Stored items:

•••••

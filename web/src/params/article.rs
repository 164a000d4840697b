use domain::{AuthorSummary, CategorySummary, Id, Locale, PublicationStatus, Translation};
use serde::Deserialize;

/// Query params for the published-article listing.
#[derive(Debug, Deserialize)]
pub struct IndexParams {
    pub locale: Locale,
    pub category: Option<Id>,
}

/// Query params for the latest-articles listing.
#[derive(Debug, Deserialize)]
pub struct LatestParams {
    pub locale: Locale,
    pub limit: Option<usize>,
}

/// Body of an article-creation request.
#[derive(Debug, Deserialize)]
pub struct CreateParams {
    pub author: AuthorSummary,
    pub category: Option<CategorySummary>,
    pub featured_image: Option<String>,
    #[serde(default)]
    pub reading_time: u32,
}

/// Body of a translation upsert; the locale comes from the request path.
#[derive(Debug, Deserialize)]
pub struct TranslationParams {
    pub title: String,
    pub slug: String,
    #[serde(default)]
    pub excerpt: String,
    #[serde(default)]
    pub meta_description: String,
}

impl TranslationParams {
    pub fn into_translation(self, locale: Locale) -> Translation {
        Translation {
            locale,
            title: self.title,
            slug: self.slug,
            excerpt: self.excerpt,
            meta_description: self.meta_description,
        }
    }
}

/// Body of a publication-status change.
#[derive(Debug, Deserialize)]
pub struct StatusParams {
    pub status: PublicationStatus,
}
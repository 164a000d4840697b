//! Publish-event infrastructure for the content platform.
//!
//! This crate owns the signal side of the publish pipeline and enables loose
//! coupling between content mutations and stream delivery:
//!
//! - **Envelope**: the immutable, locale-scoped unit transported end-to-end
//! - **Producer**: detects publication transitions and builds one envelope per
//!   affected locale
//! - **EventBroadcaster**: trait implemented by the delivery transports (the
//!   `sse` crate provides in-process and Redis-backed implementations)
//!
//! This crate has no dependency on the transport crates, avoiding circular
//! dependencies; it only knows the broadcaster trait.

use async_trait::async_trait;
use std::fmt;

pub mod channel;
pub mod envelope;
pub mod producer;

pub use envelope::{Envelope, EventAction, EventKind, EventMetadata};
pub use producer::Producer;

/// Error returned by a broadcast transport.
///
/// Producers treat this as diagnostic only: a failed broadcast never fails the
/// content mutation that triggered it.
#[derive(Debug)]
pub struct BroadcastError {
    pub message: String,
    pub source: Option<Box<dyn std::error::Error + Send + Sync>>,
}

impl BroadcastError {
    pub fn transport(message: impl Into<String>) -> Self {
        Self {
            message: message.into(),
            source: None,
        }
    }

    pub fn with_source(
        message: impl Into<String>,
        source: impl std::error::Error + Send + Sync + 'static,
    ) -> Self {
        Self {
            message: message.into(),
            source: Some(Box::new(source)),
        }
    }
}

impl fmt::Display for BroadcastError {
    fn fmt(&self, f: &mut fmt::Formatter) -> fmt::Result {
        write!(f, "broadcast error: {}", self.message)
    }
}

impl std::error::Error for BroadcastError {
    fn source(&self) -> Option<&(dyn std::error::Error + 'static)> {
        self.source
            .as_ref()
            .map(|e| e.as_ref() as &(dyn std::error::Error + 'static))
    }
}

/// Trait for routing an envelope onto its logical channel.
///
/// Implementations fan the envelope out to every session subscribed to the
/// channel named in its metadata, either directly in-process or through an
/// external pub/sub transport. Delivery is at-most-once, best-effort.
#[async_trait]
pub trait EventBroadcaster: Send + Sync {
    async fn publish(&self, envelope: Envelope) -> Result<(), BroadcastError>;
}
use crate::locale::Locale;
use crate::Id;
use chrono::{DateTime, Utc};
use serde::{Deserialize, Serialize};
use std::fmt;
use std::str::FromStr;

/// Publication lifecycle of an article.
///
/// Only the `Published` state is visible on the read-side; transitions into
/// and out of it are what the event producer watches for.
#[derive(Debug, Clone, Copy, PartialEq, Eq, Serialize, Deserialize)]
#[serde(rename_all = "lowercase")]
pub enum PublicationStatus {
    Draft,
    Published,
    Unpublished,
}

impl PublicationStatus {
    pub fn is_published(&self) -> bool {
        matches!(self, PublicationStatus::Published)
    }
}

#[derive(Debug, PartialEq, Eq)]
pub struct PublicationStatusParseError;

impl fmt::Display for PublicationStatusParseError {
    fn fmt(&self, f: &mut fmt::Formatter) -> fmt::Result {
        write!(f, "unrecognized publication status")
    }
}

impl std::error::Error for PublicationStatusParseError {}

impl FromStr for PublicationStatus {
    type Err = PublicationStatusParseError;

    fn from_str(status: &str) -> Result<PublicationStatus, Self::Err> {
        match status.to_lowercase().as_str() {
            "draft" => Ok(PublicationStatus::Draft),
            "published" => Ok(PublicationStatus::Published),
            "unpublished" => Ok(PublicationStatus::Unpublished),
            _ => Err(PublicationStatusParseError),
        }
    }
}

impl fmt::Display for PublicationStatus {
    fn fmt(&self, f: &mut fmt::Formatter) -> fmt::Result {
        match self {
            PublicationStatus::Draft => write!(f, "draft"),
            PublicationStatus::Published => write!(f, "published"),
            PublicationStatus::Unpublished => write!(f, "unpublished"),
        }
    }
}

/// Author fields exposed on the public read-side and in event payloads.
#[derive(Debug, Clone, PartialEq, Serialize, Deserialize)]
pub struct AuthorSummary {
    pub id: Id,
    pub name: String,
}

/// Category fields exposed on the public read-side and in event payloads.
#[derive(Debug, Clone, PartialEq, Serialize, Deserialize)]
pub struct CategorySummary {
    pub id: Id,
    pub name: String,
    pub slug: String,
}

/// Locale-specific fields of an article.
#[derive(Debug, Clone, PartialEq, Serialize, Deserialize)]
pub struct Translation {
    pub locale: Locale,
    pub title: String,
    pub slug: String,
    pub excerpt: String,
    pub meta_description: String,
}

/// A content article with its shared fields and per-locale translations.
#[derive(Debug, Clone, PartialEq, Serialize, Deserialize)]
pub struct Article {
    pub id: Id,
    pub status: PublicationStatus,
    pub author: AuthorSummary,
    pub category: Option<CategorySummary>,
    pub featured_image: Option<String>,
    pub reading_time: u32,
    pub published_at: Option<DateTime<Utc>>,
    pub created_at: DateTime<Utc>,
    pub updated_at: DateTime<Utc>,
    pub translations: Vec<Translation>,
}

impl Article {
    /// The set of locales this article currently has translations for.
    pub fn locales(&self) -> Vec<Locale> {
        self.translations.iter().map(|t| t.locale).collect()
    }

    pub fn translation(&self, locale: Locale) -> Option<&Translation> {
        self.translations.iter().find(|t| t.locale == locale)
    }

    /// Build the public snapshot of this article for one locale.
    ///
    /// Returns `None` when no translation exists for the locale. The returned
    /// shape is identical for the REST read-side and event payloads.
    pub fn summary(&self, locale: Locale) -> Option<ArticleSummary> {
        let translation = self.translation(locale)?;

        Some(ArticleSummary {
            id: self.id,
            title: translation.title.clone(),
            slug: translation.slug.clone(),
            excerpt: translation.excerpt.clone(),
            author: self.author.clone(),
            category: self.category.clone(),
            featured_image: self.featured_image.clone(),
            reading_time: self.reading_time,
            published_at: self.published_at,
            locale,
            meta_description: translation.meta_description.clone(),
        })
    }
}

/// Public snapshot of one article translation.
///
/// This is the unit transported in event envelope payloads and returned by the
/// read-side listing endpoints. A client record is keyed by `(id, locale)`.
#[derive(Debug, Clone, PartialEq, Serialize, Deserialize)]
pub struct ArticleSummary {
    pub id: Id,
    pub title: String,
    pub slug: String,
    pub excerpt: String,
    pub author: AuthorSummary,
    pub category: Option<CategorySummary>,
    pub featured_image: Option<String>,
    pub reading_time: u32,
    pub published_at: Option<DateTime<Utc>>,
    pub locale: Locale,
    pub meta_description: String,
}
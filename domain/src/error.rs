//! Error types for the `domain` layer.
use std::error::Error as StdError;
use std::fmt;

/// Top-level domain error type.
///
/// Errors are modeled as a tree with `Error` as the root holding a tree of
/// `error_kind` enums describing what went wrong at this layer or below. The
/// `source` field carries the original error where one exists. The `web`
/// layer maps the kinds onto HTTP status codes without depending on lower
/// layers directly.
#[derive(Debug)]
pub struct Error {
    pub source: Option<Box<dyn StdError + Send + Sync>>,
    pub error_kind: DomainErrorKind,
}

/// Major categories of errors that can occur in the `domain` layer.
#[derive(Debug, PartialEq)]
pub enum DomainErrorKind {
    Internal(InternalErrorKind),
    External(ExternalErrorKind),
}

/// Kinds of internal errors that can occur in the `domain` layer.
#[derive(Debug, PartialEq)]
pub enum InternalErrorKind {
    Entity(EntityErrorKind),
    Config,
    Other(String),
}

/// Kinds of content-entity errors surfaced by the repository.
#[derive(Debug, PartialEq)]
pub enum EntityErrorKind {
    NotFound,
    Invalid,
    Other(String),
}

/// Kinds of external errors, e.g. an unreachable broadcast transport.
#[derive(Debug, PartialEq)]
pub enum ExternalErrorKind {
    Network,
    Other(String),
}

impl Error {
    pub fn not_found() -> Self {
        Error {
            source: None,
            error_kind: DomainErrorKind::Internal(InternalErrorKind::Entity(
                EntityErrorKind::NotFound,
            )),
        }
    }

    pub fn invalid(message: impl Into<String>) -> Self {
        Error {
            source: None,
            error_kind: DomainErrorKind::Internal(InternalErrorKind::Entity(
                EntityErrorKind::Other(message.into()),
            )),
        }
    }
}

impl fmt::Display for Error {
    fn fmt(&self, f: &mut fmt::Formatter) -> fmt::Result {
        write!(f, "Domain Error: {self:?}")
    }
}

impl StdError for Error {
    fn source(&self) -> Option<&(dyn StdError + 'static)> {
        self.source
            .as_ref()
            .map(|e| e.as_ref() as &(dyn StdError + 'static))
    }
}

impl From<crate::locale::LocaleParseError> for Error {
    fn from(err: crate::locale::LocaleParseError) -> Self {
        Error {
            source: Some(Box::new(err)),
            error_kind: DomainErrorKind::Internal(InternalErrorKind::Entity(
                EntityErrorKind::Invalid,
            )),
        }
    }
}

impl From<crate::article::PublicationStatusParseError> for Error {
    fn from(err: crate::article::PublicationStatusParseError) -> Self {
        Error {
            source: Some(Box::new(err)),
            error_kind: DomainErrorKind::Internal(InternalErrorKind::Entity(
                EntityErrorKind::Invalid,
            )),
        }
    }
}
use crate::envelope::{Envelope, EventAction};
use crate::EventBroadcaster;
use domain::{Article, Locale, PublicationStatus, SavedArticle};
use log::*;
use std::sync::Arc;
use tokio::sync::mpsc;

/// Builds publish-event envelopes from content-state transitions and hands
/// them to the broadcaster.
///
/// The producer is invoked synchronously after a repository write commits. It
/// is fire-and-forget at the broadcaster boundary: envelopes are queued onto
/// an ordered channel drained by a single dispatcher task, so the mutation
/// path never awaits delivery and broadcast failures are only logged. The
/// dispatcher publishes one envelope at a time, which keeps per-channel
/// delivery in publish order even when the transport is slow. Retry policy,
/// if any, belongs to the transport. The producer writes nothing back to the
/// repository, so it cannot re-trigger itself.
pub struct Producer {
    queue: mpsc::UnboundedSender<Envelope>,
}

impl Producer {
    /// Spawns the dispatcher task; must be called from within a runtime.
    pub fn new(broadcaster: Arc<dyn EventBroadcaster>) -> Self {
        let (queue, mut rx) = mpsc::unbounded_channel::<Envelope>();

        tokio::spawn(async move {
            while let Some(envelope) = rx.recv().await {
                if let Err(e) = broadcaster.publish(envelope).await {
                    warn!("Dropping publish event, transport unavailable: {e}");
                }
            }
        });

        Self { queue }
    }

    /// Notify the pipeline that an article was saved.
    ///
    /// Produces zero or one envelope per affected locale and queues each for
    /// sequential dispatch without awaiting delivery.
    pub fn article_saved(&self, saved: &SavedArticle) {
        let envelopes = envelopes_for_transition(
            saved.previous_status,
            &saved.previous_locales,
            &saved.article,
        );

        if envelopes.is_empty() {
            return;
        }

        debug!(
            "Producing {} envelope(s) for article {}",
            envelopes.len(),
            saved.article.id
        );

        for envelope in envelopes {
            if self.queue.send(envelope).is_err() {
                warn!(
                    "Publish dispatcher stopped, dropping event for article {}",
                    saved.article.id
                );
            }
        }
    }
}

/// Resolve the envelopes a save produces, one per affected locale.
///
/// - not published -> published: `published` for every translated locale
/// - published -> still published: `updated` for locales that already had a
///   translation, `published` for locales translated by this save
/// - published -> not published: `unpublished` for every previously
///   translated locale
/// - anything else (e.g. editing a still-draft article): nothing
pub fn envelopes_for_transition(
    previous_status: PublicationStatus,
    previous_locales: &[Locale],
    article: &Article,
) -> Vec<Envelope> {
    let was_published = previous_status.is_published();
    let is_published = article.status.is_published();

    match (was_published, is_published) {
        (false, true) => article
            .locales()
            .into_iter()
            .filter_map(|locale| article.summary(locale))
            .map(|payload| Envelope::article(EventAction::Published, payload))
            .collect(),
        (true, true) => article
            .locales()
            .into_iter()
            .filter_map(|locale| {
                let action = if previous_locales.contains(&locale) {
                    EventAction::Updated
                } else {
                    EventAction::Published
                };
                article
                    .summary(locale)
                    .map(|payload| Envelope::article(action, payload))
            })
            .collect(),
        (true, false) => previous_locales
            .iter()
            .filter_map(|locale| article.summary(*locale))
            .map(|payload| Envelope::article(EventAction::Unpublished, payload))
            .collect(),
        (false, false) => Vec::new(),
    }
}

#[cfg(test)]
mod tests {
    use super::*;
    use chrono::Utc;
    use domain::{AuthorSummary, Translation};

    fn article(status: PublicationStatus, locales: &[Locale]) -> Article {
        Article {
            id: 1,
            status,
            author: AuthorSummary {
                id: 9,
                name: "Somchai".to_string(),
            },
            category: None,
            featured_image: None,
            reading_time: 5,
            published_at: status.is_published().then(Utc::now),
            created_at: Utc::now(),
            updated_at: Utc::now(),
            translations: locales
                .iter()
                .map(|locale| Translation {
                    locale: *locale,
                    title: format!("Hello {locale}"),
                    slug: format!("hello-{locale}"),
                    excerpt: "".to_string(),
                    meta_description: "".to_string(),
                })
                .collect(),
        }
    }

    #[test]
    fn test_first_publish_produces_one_envelope_per_locale() {
        let article = article(PublicationStatus::Published, &[Locale::En, Locale::Th]);
        let envelopes =
            envelopes_for_transition(PublicationStatus::Draft, &[Locale::En, Locale::Th], &article);

        assert_eq!(envelopes.len(), 2);
        assert!(envelopes
            .iter()
            .all(|e| e.action == EventAction::Published));

        let channels: Vec<&str> = envelopes
            .iter()
            .map(|e| e.metadata.channel.as_str())
            .collect();
        assert!(channels.contains(&"article-updates-en"));
        assert!(channels.contains(&"article-updates-th"));
    }

    #[test]
    fn test_editing_a_draft_produces_nothing() {
        let article = article(PublicationStatus::Draft, &[Locale::En]);
        let envelopes =
            envelopes_for_transition(PublicationStatus::Draft, &[Locale::En], &article);
        assert!(envelopes.is_empty());
    }

    #[test]
    fn test_update_while_published_produces_updated_envelopes() {
        let article = article(PublicationStatus::Published, &[Locale::En]);
        let envelopes =
            envelopes_for_transition(PublicationStatus::Published, &[Locale::En], &article);

        assert_eq!(envelopes.len(), 1);
        assert_eq!(envelopes[0].action, EventAction::Updated);
        assert_eq!(envelopes[0].payload.title, "Hello en");
    }

    #[test]
    fn test_new_translation_on_published_article_is_published_for_that_locale() {
        // The Thai translation arrives while the article is already live.
        let article = article(PublicationStatus::Published, &[Locale::En, Locale::Th]);
        let envelopes =
            envelopes_for_transition(PublicationStatus::Published, &[Locale::En], &article);

        assert_eq!(envelopes.len(), 2);
        let en = envelopes
            .iter()
            .find(|e| e.payload.locale == Locale::En)
            .unwrap();
        let th = envelopes
            .iter()
            .find(|e| e.payload.locale == Locale::Th)
            .unwrap();
        assert_eq!(en.action, EventAction::Updated);
        assert_eq!(th.action, EventAction::Published);
    }

    #[test]
    fn test_unpublish_produces_unpublished_per_previous_locale() {
        let article = article(PublicationStatus::Unpublished, &[Locale::En, Locale::Th]);
        let envelopes = envelopes_for_transition(
            PublicationStatus::Published,
            &[Locale::En, Locale::Th],
            &article,
        );

        assert_eq!(envelopes.len(), 2);
        assert!(envelopes
            .iter()
            .all(|e| e.action == EventAction::Unpublished));
    }

    struct RecordingBroadcaster {
        tx: tokio::sync::mpsc::UnboundedSender<Envelope>,
    }

    #[async_trait::async_trait]
    impl EventBroadcaster for RecordingBroadcaster {
        async fn publish(&self, envelope: Envelope) -> Result<(), crate::BroadcastError> {
            let _ = self.tx.send(envelope);
            Ok(())
        }
    }

    struct StallFirstBroadcaster {
        tx: tokio::sync::mpsc::UnboundedSender<String>,
        stall_first: std::sync::atomic::AtomicBool,
    }

    #[async_trait::async_trait]
    impl EventBroadcaster for StallFirstBroadcaster {
        async fn publish(&self, envelope: Envelope) -> Result<(), crate::BroadcastError> {
            // Only the first publish stalls, so a racy dispatch would let the
            // second envelope overtake it.
            if self
                .stall_first
                .swap(false, std::sync::atomic::Ordering::SeqCst)
            {
                tokio::time::sleep(std::time::Duration::from_millis(100)).await;
            }
            let _ = self.tx.send(envelope.payload.title.clone());
            Ok(())
        }
    }

    #[tokio::test]
    async fn test_slow_transport_does_not_reorder_a_channel() {
        let (tx, mut rx) = tokio::sync::mpsc::unbounded_channel();
        let producer = Producer::new(Arc::new(StallFirstBroadcaster {
            tx,
            stall_first: std::sync::atomic::AtomicBool::new(true),
        }));

        let mut v1 = article(PublicationStatus::Published, &[Locale::En]);
        v1.translations[0].title = "Hello v1".to_string();
        let mut v2 = v1.clone();
        v2.translations[0].title = "Hello v2".to_string();

        producer.article_saved(&SavedArticle {
            previous_status: PublicationStatus::Published,
            previous_locales: vec![Locale::En],
            article: v1,
        });
        producer.article_saved(&SavedArticle {
            previous_status: PublicationStatus::Published,
            previous_locales: vec![Locale::En],
            article: v2,
        });

        assert_eq!(rx.recv().await.as_deref(), Some("Hello v1"));
        assert_eq!(rx.recv().await.as_deref(), Some("Hello v2"));
    }

    #[tokio::test]
    async fn test_producer_hands_each_envelope_to_the_broadcaster() {
        let (tx, mut rx) = tokio::sync::mpsc::unbounded_channel();
        let producer = Producer::new(Arc::new(RecordingBroadcaster { tx }));

        let saved = SavedArticle {
            previous_status: PublicationStatus::Draft,
            previous_locales: vec![Locale::En, Locale::Th],
            article: article(PublicationStatus::Published, &[Locale::En, Locale::Th]),
        };
        producer.article_saved(&saved);

        let first = rx.recv().await.expect("missing first envelope");
        let second = rx.recv().await.expect("missing second envelope");
        assert_ne!(first.payload.locale, second.payload.locale);
        assert!(first.action == EventAction::Published);
    }

    #[test]
    fn test_payload_snapshots_post_change_state() {
        let article = article(PublicationStatus::Published, &[Locale::En]);
        let envelopes =
            envelopes_for_transition(PublicationStatus::Draft, &[], &article);

        assert_eq!(envelopes[0].payload.id, article.id);
        assert_eq!(envelopes[0].payload.title, "Hello en");
        assert_eq!(envelopes[0].payload.locale, Locale::En);
    }
}
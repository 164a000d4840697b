use axum::http::StatusCode;
use axum::response::IntoResponse;

/// GET the API router's liveness status
pub async fn health_check() -> impl IntoResponse {
    (StatusCode::OK, "healthy")
}
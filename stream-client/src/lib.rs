//! Client side of the publish-event pipeline.
//!
//! - `fsm`: the connection state machine (connecting / connected / error /
//!   disconnected) and its bounded reconnect policy, testable without a
//!   network
//! - `consumer`: the long-lived stream connection driving the FSM from real
//!   transport events and parsing wire frames into envelopes
//! - `store`: the idempotent, locale-partitioned cache of the latest known
//!   article records
//! - `api_client`: REST hydration of initial state, shaped identically to
//!   event payloads
//!
//! A UI observes the consumer's connection status and the store's contents;
//! it never blocks on stream health because the store hydrates from REST
//! regardless.

pub mod api_client;
pub mod consumer;
pub mod fsm;
pub mod store;

pub use consumer::{Consumer, ConsumerOptions};
pub use fsm::{ConnectionFsm, ConnectionState, ConnectionStatus, Directive, ReconnectPolicy};
pub use store::EventStore;
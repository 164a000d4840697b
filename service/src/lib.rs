use domain::ContentRepository;
use events::Producer;
use sse::Manager;
use std::sync::Arc;

pub mod config;
pub mod logging;

pub use config::Config;

// Service-level state wiring the content repository, the publish pipeline,
// and the stream session manager together.
// Needs to implement Clone to be able to be passed into Router as State
#[derive(Clone)]
pub struct AppState {
    pub config: Config,
    pub repository: Arc<ContentRepository>,
    pub sse_manager: Arc<Manager>,
    pub producer: Arc<Producer>,
}

impl AppState {
    pub fn new(
        config: Config,
        repository: Arc<ContentRepository>,
        sse_manager: Arc<Manager>,
        producer: Arc<Producer>,
    ) -> Self {
        Self {
            config,
            repository,
            sse_manager,
            producer,
        }
    }

    pub fn repository_ref(&self) -> &ContentRepository {
        self.repository.as_ref()
    }
}
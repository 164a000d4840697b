use crate::connection::{ChannelName, ChannelRegistry, SessionId};
use crate::message;
use axum::response::sse::Event;
use events::Envelope;
use log::*;
use std::convert::Infallible;
use std::sync::Arc;
use tokio::sync::mpsc::Sender;

/// High-level session and fan-out coordination (delegates to ChannelRegistry).
pub struct Manager {
    registry: Arc<ChannelRegistry>,
}

impl Manager {
    pub fn new() -> Self {
        Self {
            registry: Arc::new(ChannelRegistry::new()),
        }
    }

    /// Register a new stream session subscribed to `channels` and return its
    /// unique ID.
    pub fn register_session(
        &self,
        channels: Vec<ChannelName>,
        sender: Sender<Result<Event, Infallible>>,
    ) -> SessionId {
        let session_id = self.registry.register(channels, sender);
        info!("Registered new stream session {}", session_id.as_str());
        session_id
    }

    /// Unregister a session by ID. Idempotent.
    pub fn unregister_session(&self, session_id: &SessionId) {
        info!("Unregistering stream session {}", session_id.as_str());
        self.registry.unregister(session_id);
    }

    /// Serialize an envelope once and fan it out to every session subscribed
    /// to its channel. A serialization failure drops the envelope with a log
    /// line; it never tears sessions down.
    pub fn fan_out(&self, envelope: &Envelope) {
        let event = match message::to_sse_event(envelope) {
            Ok(event) => event,
            Err(e) => {
                error!("Failed to serialize publish event: {e}");
                return;
            }
        };

        let delivered = self
            .registry
            .publish_to_channel(&envelope.metadata.channel, event);
        debug!(
            "Fanned out {} event on {} to {} session(s)",
            envelope.action.event_name(),
            envelope.metadata.channel,
            delivered
        );
    }

    /// Close every live session. Called once on server shutdown.
    pub fn shutdown(&self) {
        info!(
            "Shutting down stream sessions ({} open)",
            self.registry.session_count()
        );
        self.registry.close_all();
    }

    pub fn session_count(&self) -> usize {
        self.registry.session_count()
    }

    pub fn subscriber_count(&self, channel: &str) -> usize {
        self.registry.subscriber_count(channel)
    }
}

impl Default for Manager {
    fn default() -> Self {
        Self::new()
    }
}
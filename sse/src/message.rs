use axum::response::sse::Event;
use events::Envelope;

/// Build the SSE wire frame for an envelope.
///
/// The frame's event name reflects the action (`article-published`,
/// `article-updated`, `article-unpublished`) and the data field carries the
/// JSON-encoded envelope, so a client can rebuild the exact structure the
/// producer emitted.
pub fn to_sse_event(envelope: &Envelope) -> Result<Event, serde_json::Error> {
    let data = serde_json::to_string(envelope)?;
    Ok(Event::default()
        .event(envelope.action.event_name())
        .data(data))
}
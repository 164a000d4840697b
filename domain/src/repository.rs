use crate::article::{Article, ArticleSummary, AuthorSummary, CategorySummary, PublicationStatus, Translation};
use crate::error::Error;
use crate::locale::Locale;
use crate::Id;
use chrono::Utc;
use dashmap::DashMap;
use std::sync::atomic::{AtomicI64, Ordering};

/// The outcome of a repository write, carrying enough of the pre-change state
/// for the event producer to detect a publication transition.
#[derive(Debug, Clone)]
pub struct SavedArticle {
    pub previous_status: PublicationStatus,
    pub previous_locales: Vec<Locale>,
    pub article: Article,
}

/// Concurrent in-memory article store.
///
/// Persistent relational storage is an external collaborator of this system;
/// this repository provides the same seam (create / translate / change status /
/// published listings) over a DashMap so the rest of the platform is agnostic
/// to what backs it.
pub struct ContentRepository {
    articles: DashMap<Id, Article>,
    next_id: AtomicI64,
}

impl ContentRepository {
    pub fn new() -> Self {
        Self {
            articles: DashMap::new(),
            next_id: AtomicI64::new(1),
        }
    }

    /// Create a new draft article with no translations yet.
    pub fn create(
        &self,
        author: AuthorSummary,
        category: Option<CategorySummary>,
        featured_image: Option<String>,
        reading_time: u32,
    ) -> Article {
        let now = Utc::now();
        let article = Article {
            id: self.next_id.fetch_add(1, Ordering::Relaxed),
            status: PublicationStatus::Draft,
            author,
            category,
            featured_image,
            reading_time,
            published_at: None,
            created_at: now,
            updated_at: now,
            translations: Vec::new(),
        };

        self.articles.insert(article.id, article.clone());
        article
    }

    pub fn find(&self, id: Id) -> Option<Article> {
        self.articles.get(&id).map(|entry| entry.clone())
    }

    /// Insert or replace the translation for one locale.
    pub fn upsert_translation(&self, id: Id, translation: Translation) -> Result<SavedArticle, Error> {
        if translation.title.trim().is_empty() || translation.slug.trim().is_empty() {
            return Err(Error::invalid("translation requires a title and a slug"));
        }

        let mut entry = self.articles.get_mut(&id).ok_or_else(Error::not_found)?;

        let previous_status = entry.status;
        let previous_locales = entry.locales();

        match entry
            .translations
            .iter_mut()
            .find(|t| t.locale == translation.locale)
        {
            Some(existing) => *existing = translation,
            None => entry.translations.push(translation),
        }
        entry.updated_at = Utc::now();

        Ok(SavedArticle {
            previous_status,
            previous_locales,
            article: entry.clone(),
        })
    }

    /// Change the publication status, stamping `published_at` on the first
    /// transition into `Published`.
    pub fn set_status(&self, id: Id, status: PublicationStatus) -> Result<SavedArticle, Error> {
        let mut entry = self.articles.get_mut(&id).ok_or_else(Error::not_found)?;

        let previous_status = entry.status;
        let previous_locales = entry.locales();

        let now = Utc::now();
        entry.status = status;
        entry.updated_at = now;
        if status.is_published() && entry.published_at.is_none() {
            entry.published_at = Some(now);
        }

        Ok(SavedArticle {
            previous_status,
            previous_locales,
            article: entry.clone(),
        })
    }

    /// All published articles translated into `locale`, optionally narrowed to
    /// one category, newest publication first (ties broken by id descending).
    pub fn list_published(&self, locale: Locale, category: Option<Id>) -> Vec<ArticleSummary> {
        let mut summaries: Vec<ArticleSummary> = self
            .articles
            .iter()
            .filter(|entry| entry.status.is_published())
            .filter(|entry| match category {
                Some(category_id) => entry
                    .category
                    .as_ref()
                    .is_some_and(|c| c.id == category_id),
                None => true,
            })
            .filter_map(|entry| entry.summary(locale))
            .collect();

        summaries.sort_by(|a, b| {
            b.published_at
                .cmp(&a.published_at)
                .then(b.id.cmp(&a.id))
        });
        summaries
    }

    pub fn latest_published(&self, locale: Locale, limit: usize) -> Vec<ArticleSummary> {
        let mut summaries = self.list_published(locale, None);
        summaries.truncate(limit);
        summaries
    }
}

impl Default for ContentRepository {
    fn default() -> Self {
        Self::new()
    }
}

•••••

Your task is to collect every line above that contains the word "warn".

                    warn!("Dropping publish event, transport unavailable: {e}");
                warn!(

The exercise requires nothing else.